April 1, 2022

Writings of Nichiren Shonin Volume 3, New Second Edition

Notice: Writings of Nichiren Shonin Volume 3, 2nd Edition is available on Amazon.

By Rev. Shinkyo Warner

As part of the update of the Writings of Nichiren Shonin (WONS) series, volume three was released on April 1st of this year. This volume includes the last of Nichiren’s five major writings after the other four were included in the first two volumes. The Hoon-jo, Essay on Gratitude (ST 223), was written from Nichiren’s hermitage on Mount Minobu in 1276, the second year of Kenji, in the month after receiving news of the death of his master, Dozen-bo. Unable to leave his hermitage, he sent his disciple Niko to read the essay at his late master’s tomb and before the other monks at Seichoji Temple.

This volume also includes what is sometimes called Nichiren’s “sixth major writing”: Soya Nyudo-dono-gari Gosho, A Letter to Lay Priest Soya (ST 170). This expands on another writing contained in this volume, Kyoki Jikoku-sho, Treatise on the Teaching, Capacity, Time and Country (ST 29), in which Nichiren lays out the five principles for propagation. It also describes the Lotus Sutra as precious medicine for saving the people living in the Latter Age of Degeneration.

One of the more colorful works in this volume is the Ken Hobo-sho, A Clarification of Slandering the True Dharma (ST31) in which Nichiren describes the conditions of the eight major hells and what people do to find themselves in these horrifying places. Then after describing how the worst of these hells is the destination for those who commit the worst transgression of slandering the Lotus Sutra, he argues that there is only one way to Buddhahood. That is, forms of Buddhism other than the practice of the Wonderful Dharma of the Lotus Sutra, not to mention non-Buddhist practices, will only leave people trapped in cycles of suffering.

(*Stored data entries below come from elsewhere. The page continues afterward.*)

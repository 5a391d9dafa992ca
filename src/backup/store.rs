//! Archive store
//!
//! The store is a plain directory. Its state is whatever the directory
//! listing says: every file named `<prefix>-<timestamp>.<ext>` is an archive,
//! everything else (scratch directories, partial packages, the lock file,
//! operator notes) is invisible.

use std::fs;
use std::io::ErrorKind;
use std::path::{Path, PathBuf};

use chrono::{DateTime, Utc};
use tracing::{debug, info};

use crate::error::{BackupError, BackupResult};
use crate::naming::ArchiveNaming;

/// A finished archive in the store
#[derive(Debug, Clone, PartialEq, Eq)]
pub struct Archive {
    /// Archive filename
    pub file_name: String,
    /// Full path to the archive
    pub path: PathBuf,
    /// Capture time parsed from the filename
    pub timestamp: DateTime<Utc>,
    /// Size in bytes
    pub size_bytes: u64,
}

impl Archive {
    pub fn age(&self, now: DateTime<Utc>) -> chrono::Duration {
        now - self.timestamp
    }
}

/// Filesystem capacity underneath the store
#[derive(Debug, Clone, Copy, PartialEq, Eq)]
pub struct StoreCapacity {
    pub total: u64,
    pub free: u64,
}

/// Directory of finished archives
#[derive(Debug, Clone)]
pub struct ArchiveStore {
    root: PathBuf,
    naming: ArchiveNaming,
}

impl ArchiveStore {
    pub fn new(root: impl Into<PathBuf>, naming: ArchiveNaming) -> Self {
        Self {
            root: root.into(),
            naming,
        }
    }

    pub fn root(&self) -> &Path {
        &self.root
    }

    pub fn naming(&self) -> &ArchiveNaming {
        &self.naming
    }

    /// Create the store directory if it doesn't exist yet
    pub fn ensure_exists(&self) -> BackupResult<()> {
        fs::create_dir_all(&self.root).map_err(|e| {
            BackupError::Store(format!(
                "Failed to create store directory {}: {}",
                self.root.display(),
                e
            ))
        })
    }

    /// Path an archive captured at `timestamp` is stored under
    pub fn archive_path(&self, timestamp: DateTime<Utc>) -> PathBuf {
        self.root.join(self.naming.file_name(timestamp))
    }

    /// List all archives, newest first
    pub fn list(&self) -> BackupResult<Vec<Archive>> {
        if !self.root.exists() {
            return Ok(Vec::new());
        }

        let mut archives = Vec::new();

        for entry in fs::read_dir(&self.root)
            .map_err(|e| BackupError::Io(format!("Failed to read store directory: {}", e)))?
        {
            let entry = entry
                .map_err(|e| BackupError::Io(format!("Failed to read directory entry: {}", e)))?;

            if let Some(archive) = self.inspect(&entry.path()) {
                archives.push(archive);
            }
        }

        archives.sort_by(|a, b| {
            b.timestamp
                .cmp(&a.timestamp)
                .then_with(|| a.file_name.cmp(&b.file_name))
        });

        Ok(archives)
    }

    /// Describe a path as an archive, if it is one
    pub fn inspect(&self, path: &Path) -> Option<Archive> {
        let file_name = path.file_name()?.to_str()?.to_string();
        let timestamp = self.naming.parse(&file_name)?;

        let metadata = fs::metadata(path).ok()?;
        if !metadata.is_file() {
            return None;
        }

        Some(Archive {
            file_name,
            path: path.to_path_buf(),
            timestamp,
            size_bytes: metadata.len(),
        })
    }

    /// Get the most recent archive
    pub fn latest(&self) -> BackupResult<Option<Archive>> {
        Ok(self.list()?.into_iter().next())
    }

    /// Resolve an archive identifier to a path
    ///
    /// Accepts `latest`, a path to an existing file, or a filename inside the
    /// store.
    pub fn resolve(&self, identifier: &str) -> BackupResult<PathBuf> {
        if identifier.eq_ignore_ascii_case("latest") {
            return self
                .latest()?
                .map(|a| a.path)
                .ok_or_else(|| BackupError::archive_not_found("latest"));
        }

        let path = PathBuf::from(identifier);
        if path.is_file() {
            return Ok(path);
        }

        let in_store = self.root.join(identifier);
        if in_store.is_file() {
            return Ok(in_store);
        }

        Err(BackupError::archive_not_found(identifier))
    }

    /// Total and free bytes of the filesystem holding the store
    pub fn capacity(&self) -> BackupResult<StoreCapacity> {
        let total = fs2::total_space(&self.root)
            .map_err(|e| BackupError::Io(format!("Failed to query disk size: {}", e)))?;
        let free = fs2::available_space(&self.root)
            .map_err(|e| BackupError::Io(format!("Failed to query free space: {}", e)))?;
        Ok(StoreCapacity { total, free })
    }

    /// Bytes occupied by archives
    pub fn used_by_archives(&self) -> BackupResult<u64> {
        Ok(self.list()?.iter().map(|a| a.size_bytes).sum())
    }

    /// Delete an archive
    ///
    /// Returns `false` if it was already gone.
    pub fn remove(&self, archive: &Archive) -> BackupResult<bool> {
        match fs::remove_file(&archive.path) {
            Ok(()) => {
                info!(archive = %archive.file_name, "removed archive");
                Ok(true)
            }
            Err(e) if e.kind() == ErrorKind::NotFound => {
                debug!(archive = %archive.file_name, "archive already removed");
                Ok(false)
            }
            Err(e) => Err(BackupError::Store(format!(
                "Failed to delete {}: {}",
                archive.path.display(),
                e
            ))),
        }
    }
}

This ties in with the overviews he provides in Ichidai Shogyo Tai-i, Outline of All the Holy Teachings of the Buddha (ST 10), Shoshu Mondo-sho, Questions and Answers on Other Schools (ST 5), and Ichidai Goji Keizu, Genealogical Chart of the Buddha’s Lifetime Teachings in Five Periods (ST 20). Following T’ien-t’ai’s assertion that it is necessary to comprehend the superior position of the Lotus Sutra relative to the Buddha’s other teachings, Nichiren gives us an overview of those other teachings with details of how each of them falls short of the Wonderful Dharma of the Lotus Sutra that leads all beings to the Buddha’s wisdom.

We can see in all these writings how Nichiren was not merely working to add to his followers’ understanding. He is preparing us to engage with people who may not have heard of the Wonderful Dharma, and who may reject it once they hear it. As the leader of us, the Bodhisattvas who emerged from underground, he is awakening our capacities to bring the benefit of the Buddha’s Wisdom to a world suffering and badly needing it.